Attica is a 2006 children's fantasy novel by the British writer Garry Kilworth.

Plot summary
12-year-old Chloe and her brothers: Jordy, 12, and Alex, 10, have the adventure of a lifetime.

Chloe and Alex's father died of a heart attack when they were just 8 and respectively, 6. Their mother, Dipa has been trying to find a new husband since her children's father died. When she does, the kids have a surprise: they are going to have a new brother. Jordy, three months older than Chloe, is the exact opposite of Chloe and Alex, so they are not so happy when their family enlarges to five members.
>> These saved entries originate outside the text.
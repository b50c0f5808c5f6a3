use serde::{Deserialize, Serialize};

use stockcast_core::{PlanningError, PlanningResult};

/// Default smoothing constant.
pub const DEFAULT_ALPHA: f64 = 0.6;

/// Share of the history used for training.
pub const DEFAULT_TRAIN_RATIO: f64 = 0.8;

/// Smoother configuration.
#[derive(Debug, Copy, Clone, PartialEq, Serialize, Deserialize)]
pub struct SmoothingConfig {
    alpha: f64,
    train_ratio: f64,
}

impl Default for SmoothingConfig {
    fn default() -> Self {
        Self {
            alpha: DEFAULT_ALPHA,
            train_ratio: DEFAULT_TRAIN_RATIO,
        }
    }
}

impl SmoothingConfig {
    /// `alpha` must lie strictly inside (0, 1).
    pub fn new(alpha: f64) -> PlanningResult<Self> {
        if !(alpha.is_finite() && alpha > 0.0 && alpha < 1.0) {
            return Err(PlanningError::validation(format!(
                "alpha must be within (0, 1), got {alpha}"
            )));
        }
        Ok(Self {
            alpha,
            ..Self::default()
        })
    }

    /// `ratio` must lie within [0, 1].
    pub fn with_train_ratio(mut self, ratio: f64) -> PlanningResult<Self> {
        if !(ratio.is_finite() && (0.0..=1.0).contains(&ratio)) {
            return Err(PlanningError::validation(format!(
                "train ratio must be within [0, 1], got {ratio}"
            )));
        }
        self.train_ratio = ratio;
        Ok(self)
    }

    pub fn alpha(&self) -> f64 {
        self.alpha
    }

    pub fn train_ratio(&self) -> f64 {
        self.train_ratio
    }
}

#[cfg(test)]
mod tests {
    use super::*;

    #[test]
    fn defaults_are_alpha_point_six_and_eighty_percent_train() {
        let cfg = SmoothingConfig::default();
        assert_eq!(cfg.alpha(), 0.6);
        assert_eq!(cfg.train_ratio(), 0.8);
    }

    #[test]
    fn rejects_alpha_outside_open_unit_interval() {
        for alpha in [0.0, 1.0, -0.2, 1.5, f64::NAN, f64::INFINITY] {
            assert!(SmoothingConfig::new(alpha).is_err(), "alpha {alpha} accepted");
        }
        assert!(SmoothingConfig::new(0.3).is_ok());
    }

    #[test]
    fn rejects_train_ratio_outside_unit_interval() {
        let cfg = SmoothingConfig::default();
        assert!(cfg.with_train_ratio(1.2).is_err());
        assert!(cfg.with_train_ratio(-0.1).is_err());
        assert_eq!(cfg.with_train_ratio(0.5).unwrap().train_ratio(), 0.5);
    }
}
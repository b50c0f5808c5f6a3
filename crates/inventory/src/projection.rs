use serde::{Deserialize, Serialize};

use crate::parameters::ProductParameters;

/// Week-by-week on-hand inventory under forecast demand.
///
/// `levels[0]` is the starting stock; each later level is the previous one
/// minus that week's forecast, clamped at zero. Unmet demand is dropped, not
/// backordered.
#[derive(Debug, Clone, PartialEq, Serialize, Deserialize)]
pub struct InventoryProjection {
    pub levels: Vec<f64>,
    pub safety_stock: f64,
    pub reorder_point: f64,
}

impl InventoryProjection {
    pub fn simulate(current_stock: u32, forecast: &[f64], params: &ProductParameters) -> Self {
        let mut levels = Vec::with_capacity(forecast.len() + 1);
        levels.push(f64::from(current_stock));
        for demand in forecast {
            let prev = levels[levels.len() - 1];
            levels.push((prev - demand).max(0.0));
        }
        Self {
            levels,
            safety_stock: params.safety_stock,
            reorder_point: params.reorder_point,
        }
    }

    /// `Week 0` .. `Week H`, one per level.
    pub fn week_labels(&self) -> Vec<String> {
        (0..self.levels.len()).map(|i| format!("Week {i}")).collect()
    }

    /// First week whose level is at or below `threshold`.
    pub fn first_week_at_or_below(&self, threshold: f64) -> Option<usize> {
        self.levels.iter().position(|l| *l <= threshold)
    }

    /// First week the projection hits zero stock.
    pub fn stockout_week(&self) -> Option<usize> {
        self.first_week_at_or_below(0.0)
    }

    pub fn ending_level(&self) -> f64 {
        self.levels.last().copied().unwrap_or(0.0)
    }
}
Ben, Jordy's father and Chloe and Alex's stepfather is a paramedic and Dipa, a doctor, so the kids are used not having their parents at home. But when they move to Winchester to a rented apartment everything is going to change.
Mr. John Grantham, the old man that rented them half of the house he lives in, tells Chloe about the girl he loved in the 1930s and 1940s. Susan married a much richer and older man, but she gave Grantham a clock that sings Frère Jacques, a clock that he cannot find. Chloe offers to take her brothers and to search in the attic and so the adventure begins.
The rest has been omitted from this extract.